▶ PROBLEM STATEMENT
Only what runs from the line with "report.success.push(order_id);" to the final line of the records below should be given again, word for word.

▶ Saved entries
// std
use std::sync::Arc;
// self
use chainsync_client::{
	auth::{CredentialPair, SessionIdentity, UserType},
	store::{CompareAndSwapOutcome, CredentialStore, MemoryStore, StoreKey},
};

async fn seeded() -> MemoryStore {
	let store = MemoryStore::default();

	store
		.save_credentials(CredentialPair::new("access-old", "refresh-old"))
		.await
		.expect("Saving credential fixture into memory store should succeed.");
	store
		.save_identity(SessionIdentity::new(UserType::Retailer, "shop@example.com"))
		.await
		.expect("Saving identity fixture into memory store should succeed.");

	store
}

#[tokio::test]
async fn typed_reads_expose_stored_entries() {
	let store: Arc<dyn CredentialStore> = Arc::new(seeded().await);

	assert_eq!(
		store.access_token().await.expect("Access token lookup should succeed.").as_ref().map(
			|secret| secret.expose().to_owned()
		),
		Some("access-old".to_owned())
	);
	assert_eq!(
		store.identity().await.expect("Identity lookup should succeed."),
		Some(SessionIdentity::new(UserType::Retailer, "shop@example.com"))
	);
	assert!(store.is_authenticated().await.expect("Authentication lookup should succeed."));
}

#[tokio::test]
async fn cas_success_and_mismatch() {
	let store = seeded().await;
	let outcome = store
		.rotate_credentials("refresh-old", CredentialPair::new("access-new", "refresh-new"))
		.await
		.expect("Rotation with the current refresh token should succeed.");

	assert_eq!(outcome, CompareAndSwapOutcome::Updated);
	assert_eq!(store.peek(StoreKey::AccessToken).as_deref(), Some("access-new"));
	assert_eq!(store.peek(StoreKey::RefreshToken).as_deref(), Some("refresh-new"));

	let outcome = store
		.rotate_credentials("refresh-old", CredentialPair::new("access-stale", "refresh-stale"))
		.await
		.expect("Rotation with a stale refresh token should not error.");

	assert_eq!(outcome, CompareAndSwapOutcome::RefreshMismatch);
	assert_eq!(store.peek(StoreKey::AccessToken).as_deref(), Some("access-new"));
}

#[tokio::test]
async fn rotation_after_clear_reports_missing() {
	let store = seeded().await;

	store.clear().await.expect("Clearing the memory store should succeed.");

	let outcome = store
		.rotate_credentials("refresh-old", CredentialPair::new("access-new", "refresh-new"))
		.await
		.expect("Rotation against an empty store should not error.");

	assert_eq!(outcome, CompareAndSwapOutcome::Missing);
	assert!(store.is_empty());
}

#[tokio::test]
async fn unknown_user_type_yields_no_identity() {
	let backend = MemoryStore::default();
	let store: Arc<dyn CredentialStore> = Arc::new(backend.clone());

	backend
		.save_credentials(CredentialPair::new("access", "refresh"))
		.await
		.expect("Saving credential fixture should succeed.");

	assert_eq!(store.identity().await.expect("Identity lookup should succeed."), None);
	assert!(store.is_authenticated().await.expect("Authentication lookup should succeed."));
}
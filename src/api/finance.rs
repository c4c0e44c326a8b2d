//! Working-capital loans.

// self
use crate::{_prelude::*, client::ApiClient, endpoints, http::HttpTransport};

impl<T> ApiClient<T>
where
	T: ?Sized + HttpTransport,
{
	/// Loan offer the backend computed for the signed-in retailer.
	pub async fn loan_suggestion(&self) -> Result<Value> {
		self.get(endpoints::FINANCE_LOAN_SUGGESTION).await
	}

	/// Past loans of the signed-in retailer.
	pub async fn loan_history(&self) -> Result<Value> {
		self.get(endpoints::FINANCE_LOAN_HISTORY).await
	}
}
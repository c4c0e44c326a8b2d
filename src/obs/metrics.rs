// self
use crate::obs::{CallOutcome, Operation};

/// Records a call outcome via the global metrics recorder (when enabled).
pub fn record_call_outcome(op: Operation, outcome: CallOutcome) {
	#[cfg(feature = "metrics")]
	{
		metrics::counter!(
			"chainsync_client_call_total",
			"op" => op.as_str(),
			"outcome" => outcome.as_str()
		)
		.increment(1);
	}

	#[cfg(not(feature = "metrics"))]
	{
		let _ = (op, outcome);
	}
}
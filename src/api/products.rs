//! Product catalogue.

// self
use crate::{
	_prelude::*,
	client::{ApiClient, ApiRequest},
	endpoints,
	http::HttpTransport,
};

/// Optional filters for the retailer catalogue.
#[derive(Clone, Debug, Default)]
pub struct ProductQuery {
	/// Free-text search.
	pub search: Option<String>,
	/// Category slug.
	pub category: Option<String>,
	/// Page number, starting at 1.
	pub page: Option<u32>,
}

impl<T> ApiClient<T>
where
	T: ?Sized + HttpTransport,
{
	/// Lists products visible to retailers.
	pub async fn retailer_products(&self, query: &ProductQuery) -> Result<Value> {
		let request = ApiRequest::get(endpoints::RETAILER_PRODUCTS)
			.query_opt("search", query.search.as_deref())
			.query_opt("category", query.category.as_deref())
			.query_opt("page", query.page);

		self.send_json(request).await
	}

	/// Fetches a single product by slug.
	pub async fn retailer_product(&self, slug: &str) -> Result<Value> {
		self.get(&endpoints::retailer_product(slug)?).await
	}

	/// Lists product categories.
	pub async fn product_categories(&self) -> Result<Value> {
		self.get(endpoints::PRODUCT_CATEGORIES).await
	}

	/// Lists products owned by the signed-in supplier.
	pub async fn supplier_products(&self) -> Result<Value> {
		self.get(endpoints::SUPPLIER_PRODUCTS).await
	}

	/// Fetches a single supplier-owned product.
	pub async fn supplier_product(&self, id: u64) -> Result<Value> {
		self.get(&endpoints::supplier_product(id)).await
	}
}
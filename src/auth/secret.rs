//! Redacting wrapper for bearer and refresh tokens.

// self
use crate::_prelude::*;

/// Opaque token string that never appears in `Debug` or `Display` output.
#[derive(Clone, PartialEq, Eq, Hash, Serialize, Deserialize)]
#[serde(transparent)]
pub struct TokenSecret(String);
impl TokenSecret {
	/// Wraps a new secret string.
	pub fn new(value: impl Into<String>) -> Self {
		Self(value.into())
	}

	/// Returns the inner token value. Callers must avoid logging this string.
	pub fn expose(&self) -> &str {
		&self.0
	}
}
impl AsRef<str> for TokenSecret {
	fn as_ref(&self) -> &str {
		self.expose()
	}
}
impl From<String> for TokenSecret {
	fn from(value: String) -> Self {
		Self(value)
	}
}
impl PartialEq<str> for TokenSecret {
	fn eq(&self, other: &str) -> bool {
		self.0 == other
	}
}
impl Debug for TokenSecret {
	fn fmt(&self, f: &mut Formatter) -> FmtResult {
		f.debug_tuple("TokenSecret").field(&"<redacted>").finish()
	}
}
impl Display for TokenSecret {
	fn fmt(&self, f: &mut Formatter) -> FmtResult {
		f.write_str("<redacted>")
	}
}
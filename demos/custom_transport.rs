//! Plugs an in-process transport into the client instead of reqwest.
//!
//! 1. Implement [`HttpTransport`] and answer every [`HttpRequest`] with an [`HttpResponse`].
//! 2. Report failures to obtain a response as [`TransportError`]; non-2xx statuses are plain
//!    responses.
//! 3. Pass the transport to [`ApiClient::with_transport`].

// std
use std::{io, sync::Arc};
// crates.io
use color_eyre::Result;
// self
use chainsync_client::{
	auth::CredentialPair,
	client::ApiClient,
	config::ClientConfig,
	error::Error,
	http::{HttpRequest, HttpResponse, HttpTransport, TransportError, TransportFuture},
	store::{CredentialStore, MemoryStore},
};

#[tokio::main]
async fn main() -> Result<()> {
	color_eyre::install()?;

	let store = Arc::new(MemoryStore::default());

	store.save_credentials(CredentialPair::new("offline-access", "offline-refresh")).await?;

	let config = ClientConfig::builder("http://chainsync.invalid").build()?;
	let client: ApiClient<OfflineTransport> =
		ApiClient::with_transport(config, store.clone() as Arc<dyn CredentialStore>, OfflineTransport);
	let categories: serde_json::Value = client.product_categories().await?;

	println!("Categories: {categories}.");

	match client.loan_history().await {
		Err(Error::NetworkUnavailable { message, .. }) => println!("{message}"),
		other => println!("Unexpected outcome: {other:?}."),
	}

	Ok(())
}

/// Serves the category listing and treats everything else as unreachable.
struct OfflineTransport;
impl HttpTransport for OfflineTransport {
	fn execute(&self, request: HttpRequest) -> TransportFuture<'_, HttpResponse> {
		Box::pin(async move {
			if request.header("authorization") != Some("Bearer offline-access") {
				return Ok(HttpResponse { status: 401, ..Default::default() });
			}

			match request.url.path() {
				"/api/products/categories/" => Ok(HttpResponse {
					status: 200,
					headers: vec![("content-type".into(), "application/json".into())],
					body: br#"[{"id":1,"name":"Grains"},{"id":2,"name":"Beverages"}]"#.to_vec(),
					retry_after: None,
				}),
				_ => Err(TransportError::Io(io::Error::new(
					io::ErrorKind::NotConnected,
					"offline transport has no route",
				))),
			}
		})
	}
}
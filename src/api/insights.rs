//! Forecasts, insights, and suggested orders computed by the backend.

// self
use crate::{
	_prelude::*,
	client::{ApiClient, ApiRequest},
	endpoints,
	http::{HttpResponse, HttpTransport},
};

/// Delivery note attached to orders approved by [`ApiClient::auto_execute_ai_orders`].
pub const AUTO_EXECUTE_DELIVERY_NOTES: &str = "Auto-generated order via AI system";

/// Optional delivery overrides for [`ApiClient::approve_ai_order`].
#[derive(Clone, Debug, Default, PartialEq, Eq, Serialize)]
pub struct DeliveryDetails {
	/// Delivery address.
	#[serde(skip_serializing_if = "Option::is_none")]
	pub delivery_address: Option<String>,
	/// Delivery phone number.
	#[serde(skip_serializing_if = "Option::is_none")]
	pub delivery_contact: Option<String>,
	/// Delivery notes.
	#[serde(skip_serializing_if = "Option::is_none")]
	pub delivery_notes: Option<String>,
}

/// Outcome of [`ApiClient::auto_execute_ai_orders`], in input order.
#[derive(Clone, Debug, Default, PartialEq, Eq, Serialize)]
pub struct AutoExecuteReport {
	/// Ids of the suggested orders that were approved.
	pub success: Vec<String>,
	/// Suggested orders the backend did not approve.
	pub failed: Vec<AutoExecuteFailure>,
}

/// A suggested order that could not be approved.
#[derive(Clone, Debug, PartialEq, Eq, Serialize)]
#[serde(rename_all = "camelCase")]
pub struct AutoExecuteFailure {
	/// Id of the suggested order.
	pub order_id: String,
	/// Backend `error` field when present, otherwise the classified message.
	pub error: String,
}

impl<T> ApiClient<T>
where
	T: ?Sized + HttpTransport,
{
	/// Demand forecast for one product over `forecast_days`.
	pub async fn product_forecast(&self, product_id: u64, forecast_days: u32) -> Result<Value> {
		let body = json!({ "product_id": product_id, "forecast_days": forecast_days });

		self.post(endpoints::AI_FORECAST, &body).await
	}

	/// Retailer-wide insights; `priority_filter` is `all`, `high`, `medium`, or `low`.
	pub async fn retailer_insights(
		&self,
		forecast_days: u32,
		priority_filter: &str,
		max_products: u32,
	) -> Result<Value> {
		let body = json!({
			"forecast_days": forecast_days,
			"priority_filter": priority_filter,
			"max_products": max_products,
		});

		self.post(endpoints::AI_INSIGHTS, &body).await
	}

	/// Smart analysis of the top products.
	pub async fn smart_analysis(&self, forecast_days: u32, top_products: u32) -> Result<Value> {
		let body = json!({ "forecast_days": forecast_days, "top_products": top_products });

		self.post(endpoints::AI_SMART_ANALYSIS, &body).await
	}

	/// Suggested purchase orders, at most `max_orders`; an empty body reads as `[]`.
	pub async fn ai_orders(&self, max_orders: u32) -> Result<Value> {
		let orders: Value =
			self.post(endpoints::AI_ORDERS, &json!({ "max_orders": max_orders })).await?;

		Ok(if orders.is_null() { Value::Array(Vec::new()) } else { orders })
	}

	/// Turns a suggested order into a real one.
	pub async fn approve_ai_order(
		&self,
		ai_order_id: &str,
		delivery: &DeliveryDetails,
	) -> Result<Value> {
		let mut body = serde_json::to_value(delivery)
			.map_err(crate::error::ConfigError::RequestEncode)?;

		if let Value::Object(map) = &mut body {
			map.insert("ai_order_id".into(), Value::String(ai_order_id.to_owned()));
		}

		self.post(endpoints::AI_ORDERS_APPROVE, &body).await
	}

	/// Approves every suggested order in `orders`, sending each one in full.
	///
	/// Failures are collected per order and do not stop the batch; only a credential
	/// storage failure aborts it.
	pub async fn auto_execute_ai_orders(&self, orders: &[Value]) -> Result<AutoExecuteReport> {
		let mut report = AutoExecuteReport::default();

		for order in orders {
			let order_id = match order.get("id") {
				Some(Value::String(id)) => id.clone(),
				Some(id @ Value::Number(_)) => id.to_string(),
				_ => String::new(),
			};
			let request = ApiRequest::post(endpoints::AI_ORDERS_APPROVE).json(json!({
				"ai_order_data": order,
				"delivery_notes": AUTO_EXECUTE_DELIVERY_NOTES,
			}));
			let error = match self.send_unchecked(request).await {
				Ok(response) if response.is_success() => {
					report.success.push(order_id);

					continue;
				},
				Ok(response) => backend_error(&response)
					.unwrap_or_else(|| Error::from_response(&response).user_message()),
				Err(e @ Error::Storage(_)) => return Err(e),
				Err(e) => e.user_message(),
			};

			report.failed.push(AutoExecuteFailure { order_id, error });
		}

		Ok(report)
	}
}

fn backend_error(response: &HttpResponse) -> Option<String> {
	let body = serde_json::from_slice::<Value>(&response.body).ok()?;

	body.get("error").and_then(Value::as_str).filter(|text| !text.is_empty()).map(str::to_owned)
}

▶ THE COMPLETED TASK
					report.success.push(order_id);

					continue;
				},
				Ok(response) => backend_error(&response)
					.unwrap_or_else(|| Error::from_response(&response).user_message()),
				Err(e @ Error::Storage(_)) => return Err(e),
				Err(e) => e.user_message(),
			};

			report.failed.push(AutoExecuteFailure { order_id, error });
		}

		Ok(report)
	}
}

fn backend_error(response: &HttpResponse) -> Option<String> {
	let body = serde_json::from_slice::<Value>(&response.body).ok()?;

	body.get("error").and_then(Value::as_str).filter(|text| !text.is_empty()).map(str::to_owned)
}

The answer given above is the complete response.